The year 1907 saw Houdini touring free of his handcuff act and image. Exotic challenges now replaced the cuffs and spectacular bridge jumps supplanted jail breaks as his new headline grabbing stunt. It was a year in which he raised his profile and his price and became an undisputed star of American vaudeville, which in itself was booming under a new monopoly that embraced him.

The year kicked off on January 4th with the entire University of Pennsylvania football team jogging on stage at Keith's New Theater in Philadelphia carrying a giant football. Thrity-five minutes after being sown inside the enormous pigskin with chains and padlocks, Houdini emerged free. The following week Houdini returned to Boston where he had caused a sensation the year before.
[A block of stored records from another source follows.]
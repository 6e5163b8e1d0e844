//! Capsule field access
//!
//! Capsules are opaque JSON, but a handful of logical fields (the
//! "previous" pointer, the pulse stamp) must be read from wild payloads
//! that spell them many ways. Each logical field has one declared alias
//! table, resolved by ordered lookup at this single decoding boundary;
//! nothing else in the workspace duck-types capsule internals.

use serde_json::Value;

/// Field aliases for the "previous" pointer, in lookup order.
pub const PREV_FIELD_ALIASES: &[&str] = &[
    "previous",
    "prev",
    "parent",
    "parentUrl",
    "originUrl",
    "inReplyTo",
    "replyTo",
];

/// Wrapper fields that may nest the real capsule one level down.
pub const WRAPPER_FIELD_ALIASES: &[&str] = &["payload", "data", "capsule", "content"];

/// How many nested wrapper levels are searched beyond the root.
pub const MAX_WRAPPER_DEPTH: usize = 3;

/// Extract the normalized "previous" pointer from a capsule, if any.
///
/// Checks the alias table at the capsule root, then descends through
/// wrapper fields up to [`MAX_WRAPPER_DEPTH`] levels. The first hit wins.
/// A 2-element array value `[label, ref]` under an alias contributes its
/// second element.
pub fn extract_prev_ref(capsule: &Value) -> Option<String> {
    let mut current = capsule;
    for _ in 0..=MAX_WRAPPER_DEPTH {
        if let Some(found) = prev_ref_at(current) {
            return Some(found);
        }
        match unwrap_one_level(current) {
            Some(inner) => current = inner,
            None => break,
        }
    }
    None
}

/// Extract the pulse stamp from a capsule, if present, searching the same
/// wrapper levels as the previous pointer.
pub fn extract_pulse(capsule: &Value) -> Option<i64> {
    let mut current = capsule;
    for _ in 0..=MAX_WRAPPER_DEPTH {
        if let Some(p) = pulse_at(current) {
            return Some(p);
        }
        match unwrap_one_level(current) {
            Some(inner) => current = inner,
            None => break,
        }
    }
    None
}

fn prev_ref_at(value: &Value) -> Option<String> {
    let obj = value.as_object()?;
    for field in PREV_FIELD_ALIASES {
        match obj.get(*field) {
            Some(Value::String(s)) => {
                let trimmed = s.trim();
                if !trimmed.is_empty() {
                    return Some(trimmed.to_string());
                }
            }
            Some(Value::Array(items)) if items.len() == 2 => {
                if let Some(s) = items[1].as_str() {
                    let trimmed = s.trim();
                    if !trimmed.is_empty() {
                        return Some(trimmed.to_string());
                    }
                }
            }
            _ => {}
        }
    }
    None
}

fn pulse_at(value: &Value) -> Option<i64> {
    let v = value.as_object()?.get("pulse")?;
    if let Some(i) = v.as_i64() {
        return Some(i);
    }
    let f = v.as_f64()?;
    (f.is_finite() && f.fract() == 0.0).then_some(f as i64)
}

fn unwrap_one_level(value: &Value) -> Option<&Value> {
    let obj = value.as_object()?;
    WRAPPER_FIELD_ALIASES
        .iter()
        .find_map(|field| obj.get(*field).filter(|v| v.is_object()))
}
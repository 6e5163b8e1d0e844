//! # memstream pack
//!
//! Packs a root payload reference and its witness chain into
//! length-budgeted, self-contained URLs:
//!
//! - `fragment`: the preferred fragment-form codec
//!   (`#v=…&root=…&seg=…&add=…`)
//! - `builder`: segment construction, budget fitting with stable
//!   Fibonacci truncation boundaries, and primary/archive segmentation
//! - `path_token`: the secondary `/p/<token>` form for short posts
//! - `attachments`: the file manifest schema and inline/external
//!   placement
//! - `budget`: the hard transport limits everything above honors
//!
//! The builder never emits an over-budget URL: oversized chains split
//! into archives, and pathological inputs degrade to a root-only
//! segment.

pub mod attachments;
pub mod budget;
pub mod builder;
pub mod error;
pub mod fragment;
pub mod path_token;

pub use attachments::{
    attach_file, sha256_hex, AttachmentItem, AttachmentManifest, ExternalFileRef, InlineFile,
};
pub use budget::{SegmentBudget, MAX_ARCHIVE_DEPTH, PROTOCOL_VERSION};
pub use builder::{
    build_segment, build_segmented_pack, decode_segment_meta, fit_to_budget, BuiltSegment,
    SegmentMeta, SegmentedPack,
};
pub use error::{Error, Result};
pub use fragment::{decode_fragment_url, encode_fragment_url, FragmentParts};
pub use path_token::{
    decode_path_token, encode_path_token, extract_path_token, path_url, PathPost, PostSource,
    PATH_ROUTE_SEGMENT,
};
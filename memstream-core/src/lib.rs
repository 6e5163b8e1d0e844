//! # memstream core
//!
//! Runtime-agnostic primitives for content-addressed memory capsules:
//!
//! - The deterministic pulse clock (`pulse`): exact, reversible mapping
//!   between epoch milliseconds and pulse/beat/step calendar coordinates
//! - Canonical JSON (`canonical`): one byte string per logical value
//! - Payload references and fingerprints (`codec`): `j:`-prefixed
//!   base64url content addressing and the 64-bit FNV-1a hash primitive
//! - Merkle roots (`merkle`): order-witnessing roots over ancestor lists
//! - Content keys (`content_key`): transport-form-independent identity
//! - Capsule field access (`capsule`): the single alias-table boundary
//!   for reading "previous" pointers and pulse stamps from wild payloads
//!
//! ## Design principles
//!
//! 1. **Pure and synchronous**: no I/O, no clock reads; callers supply
//!    instants and payloads
//! 2. **Total decoding**: malformed input yields `None`/`Err`, never a
//!    panic
//! 3. **Content defines identity**: every derived form (ref, key, root)
//!    is a function of canonical JSON, not of field order or transport

pub mod canonical;
pub mod capsule;
pub mod codec;
pub mod content_key;
pub mod merkle;
pub mod pulse;

pub use canonical::{canonicalize, MAX_SAFE_INTEGER};
pub use capsule::{
    extract_prev_ref, extract_pulse, MAX_WRAPPER_DEPTH, PREV_FIELD_ALIASES, WRAPPER_FIELD_ALIASES,
};
pub use codec::{
    decode_payload_ref, encode_payload_ref, fingerprint, PayloadRef, MIN_TOKEN_LEN,
    PAYLOAD_REF_PREFIX,
};
pub use content_key::{content_key, ContentKey, ID_FIELD_ALIASES, SIGNATURE_FIELD_ALIASES};
pub use merkle::{empty_root, merkle_root};
pub use pulse::{
    epoch_ms_from_pulse, moment_from_epoch_ms, ChakraDay, DayArc, Moment, BEATS_PER_DAY,
    DAYS_PER_MONTH, DAYS_PER_YEAR, GENESIS_EPOCH_MS, MONTHS_PER_YEAR, PULSES_PER_DAY, PULSE_MS,
    STEPS_PER_BEAT,
};
//! Transport length budgets
//!
//! Every emitted URL form has a hard cap; exceeding a form's cap forces
//! fallback to the fragment form or further segmentation. The defaults
//! mirror real transport limits: path tokens must survive copy/paste and
//! proxies, fragments must survive browser URL handling.

/// Protocol version carried in the `v` key of fragment URLs and path
/// tokens.
pub const PROTOCOL_VERSION: u32 = 1;

/// Maximum archive recursion depth before the builder degrades to a
/// root-only segment.
pub const MAX_ARCHIVE_DEPTH: usize = 64;

/// Length budgets for the serialized URL forms.
#[derive(Debug, Clone, Copy, PartialEq, Eq)]
pub struct SegmentBudget {
    /// Hard cap for a fragment-form URL, in characters.
    pub fragment_hard_cap: usize,
    /// Soft budget for a path token; exceeding it is logged but allowed.
    pub path_soft_cap: usize,
    /// Hard cap for a path token; exceeding it forces fragment form.
    pub path_hard_cap: usize,
    /// Per-file cap for inlined attachment bytes.
    pub inline_file_cap: usize,
}

impl Default for SegmentBudget {
    fn default() -> Self {
        Self {
            fragment_hard_cap: 120_000,
            path_soft_cap: 1_800,
            path_hard_cap: 3_500,
            inline_file_cap: 6_000,
        }
    }
}

impl SegmentBudget {
    /// A budget with a custom fragment cap (used when segmenting against
    /// tighter transports).
    pub fn with_fragment_cap(cap: usize) -> Self {
        Self {
            fragment_hard_cap: cap,
            ..Self::default()
        }
    }
}

#[cfg(test)]
mod tests {
    use super::*;

    #[test]
    fn test_defaults() {
        let b = SegmentBudget::default();
        assert_eq!(b.fragment_hard_cap, 120_000);
        assert_eq!(b.path_soft_cap, 1_800);
        assert_eq!(b.path_hard_cap, 3_500);
        assert_eq!(b.inline_file_cap, 6_000);
        assert!(b.path_soft_cap < b.path_hard_cap);
    }

    #[test]
    fn test_with_fragment_cap() {
        let b = SegmentBudget::with_fragment_cap(3_500);
        assert_eq!(b.fragment_hard_cap, 3_500);
        assert_eq!(b.inline_file_cap, 6_000);
    }
}
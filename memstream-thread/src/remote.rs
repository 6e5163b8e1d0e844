//! Caller-supplied payload fetching
//!
//! The core never issues network calls. When a thread references a
//! capsule that cannot be opened locally, the caller supplies a
//! [`PayloadSource`] and composes it with [`fetch_missing`], which
//! honors an external cancellation flag between awaits.

use crate::error::{Error, Result};
use async_trait::async_trait;
use serde_json::Value;
use tokio::sync::watch;

/// Capability for fetching a remote capsule by URL.
#[async_trait]
pub trait PayloadSource: Send + Sync {
    /// Fetch and decode the capsule behind `url`.
    async fn fetch_payload(&self, url: &str) -> Result<Value>;
}

/// Fetch a capsule through `source`, honoring `cancel`.
///
/// The flag cancels when it becomes `true`. A dropped sender never
/// cancels; the fetch simply runs to completion.
pub async fn fetch_missing(
    source: &dyn PayloadSource,
    url: &str,
    cancel: &mut watch::Receiver<bool>,
) -> Result<Value> {
    let cancelled = async {
        match cancel.wait_for(|flag| *flag).await {
            Ok(_) => (),
            // Sender gone: cancellation can never arrive.
            Err(_) => std::future::pending().await,
        }
    };

    tokio::select! {
        result = source.fetch_payload(url) => result,
        _ = cancelled => Err(Error::Cancelled),
    }
}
It was more of the same as he faced off with a coffin made by the National Casket Co., a riveted iron boiler made by Riverside boiler works, and a plate glass box furnished by the Pittsburg Glass Co. (but almost certainly the creation of Houdini himself). He also engaged in a bizarre private challenge at the home of J.S. Fay Jr. in which 13 members of the Somerset club took an hour and forty-five minutes to bind him with cord and fishing line. Houdini escaped in an hour and thirteen minutes and won $500 from the members.

The previous November Houdini had made an impromptu leap into the freezing Detroit River from the Belle Isle Bridge. The cold shocked him, but he had discovered a powerful new publicity stunt. Now he would prepare himself for more. While in Boston, Houdini began taking a series of ice baths. "Gee whiz! Another ice bath. They want to see me earn my money," he recorded in his diary on Jan. 7. After several days of baths in progressively colder water, his diary reports: "Doctor stops ice bath."

After playing two weeks in Rhode Island, Houdini was back in Boston where he introduced a new feat in which he'd be handcuffed and bound "spread eagle" to a wooden door laid across two tables. Despite his packed tour schedule, Houdini still found time to edit and publish his Conjures Monthly Magazine.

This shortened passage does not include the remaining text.